• Oh dearest father

    by  • February 2, 2018 • Parents • 0 Comments

    Whats wrong with me?
    Is that a question you really have to ask?
    I’ve just come out of hospital – I’m a little bit in pain believe it or not
    I’ve been told to avoid stress, but it’s you stressing me, because you start fights, and you act like a dick. You’ve got to be right when what you say is based on bullshit, and I can show you scientific fact. But even when I don’t argue, you don’t drop it. So yes, I leave the room.
    You say it’s my friends stressing me out. No, I help my friends and they help me. You stress me out. You upset me. You both do. If I have to cut that stuff out my life, looks like I’m cutting you, so yes, I will leave the fucking room when you piss me off.
    And whilst I’ve been in hospital you’ve done nothing but disregard me, saying everything is fine etc. It’s not. I’m not. I’m not fine. Mum’s been terrified of me dying and I’ve been terrified of being told I’m going to live
    I’m scared
    You both came into my room, forcing me to talk. And when I let down one wall, you DISREGARDED me, so yeah, I turned into a bitch
    If I open up and you ruin that trust, or take advantage of that vulnerability, I will turn into a different person towards you, laughing at pain.
    You shouldn’t understand my tears as weakness, because you don’t know what’s causing them. But if I’m laughing with tear stained cheeks, be careful because it means you’re losing me.

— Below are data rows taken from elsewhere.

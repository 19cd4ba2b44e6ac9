//! Relay side of the gateway: dialing the TURN server, the TURN client, and
//! the TCP allocation peers reach the gateway through.

pub mod allocation;
pub mod client;
pub mod dialer;
#[cfg(test)]
pub(crate) mod testing;

pub use allocation::{AllocationHandle, TcpAllocation};
use thiserror::Error;

/// Errors produced by the relay gateway.
#[derive(Debug, Error)]
pub enum GatewayError {
    #[error("control plane error: {0}")]
    ControlPlane(String),

    #[error("relay connection failed: {0}")]
    RelayConnect(String),

    #[error("relay allocation failed: {0}")]
    Allocation(String),

    #[error("relay allocation closed: {0}")]
    AllocationClosed(String),

    #[error("TURN {method} request failed with {code}: {reason}")]
    TurnRequest {
        method: &'static str,
        code: u16,
        reason: String,
    },

    #[error("malformed STUN/TURN frame: {0}")]
    MalformedFrame(String),

    #[error("certificate error: {0}")]
    Certificate(String),

    #[error("TLS error: {0}")]
    Tls(String),

    #[error("TLS handshake failed: {0}")]
    Handshake(String),

    #[error("peer not authorized: {0}")]
    Unauthorized(String),

    #[error("heartbeat failed: {0}")]
    Heartbeat(String),

    #[error("relay unreachable: {0}")]
    RelayUnreachable(String),

    #[error("config error: {0}")]
    Config(String),

    #[error("timeout")]
    Timeout,

    #[error("io error: {0}")]
    Io(#[from] std::io::Error),

    #[error("{0}")]
    Other(String),
}

impl GatewayError {
    /// Relay-protocol noise inherent to multiplexed TURN traffic. Never logged.
    pub fn is_frame_noise(&self) -> bool {
        matches!(self, GatewayError::MalformedFrame(_))
    }

    /// Allocation-level failures after which no further connection can arrive.
    pub fn is_fatal(&self) -> bool {
        matches!(
            self,
            GatewayError::AllocationClosed(_) | GatewayError::Allocation(_)
        )
    }
}

pub type GatewayResult<T> = Result<T, GatewayError>;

    I started telling you, I’m kinda sick of you both disappearing into the kitchen.
    “No it’s not that” you said, but it is. I just didn’t take down the next walls – the ones where I could explain why that’s an issue.
    I’m scared of being lonely. I’m not scared of missing out on something. I’m scared of being alone. You vanishing into the kitchen – I genuinely feel like I come down, you two disappear and you don’t appear again until I’m gone. Mum does it with everyone.
    You both use friends against me, and how i don’t have any, which is why you’re “worried” about me going to uni. Yet when I do have friends, you scare them away, look at Victoria at the hospital, and you said yourself you aren’t even sorry about upsetting her.
    When I’m upstairs and I hear you all playing happy families, and even more when that stops when I come down, yes I feel alone. I feel like I’m inconvencing you by even existing.
    So I choose to be alone. Because that’s my choice. That isn’t people not wanting me.
    But I haven’t forgiven you. I still don’t want you around. When I see you, I remember all the pain you used to cause me, and still do, I remember seeing my mummy battered and bruised, crying.

    My first wall is a fear of loneliness – that’s the first thing that’s “wrong”
    But you couldn’t talk to me about that

    I won’t let you any closer until you can understand that first

    Next, you said you would “let” me have a day with my mum.
    Am I meant to be grateful? ‘Oh master, thank you, I’m so pleased’? NO!
    That’s not yours to give. You don’t fucking live here. Both of your kids hate you. We tolerate you for her. So don’t you dare “give” me a day with my mum. I can have days with my mum. I’m giving you time with her by leaving the room. I’m being less of a problem for you both, and your alone time, by leaving. Staying out the way. Sitting in my bedroom, making no noise, and pretending I don’t exist.
    You think she needs a break from us kids? Us kids need a break from you. Hell, so does she. The moment you leave, she slags you off, and your family, yet you think you are god’s gift to her?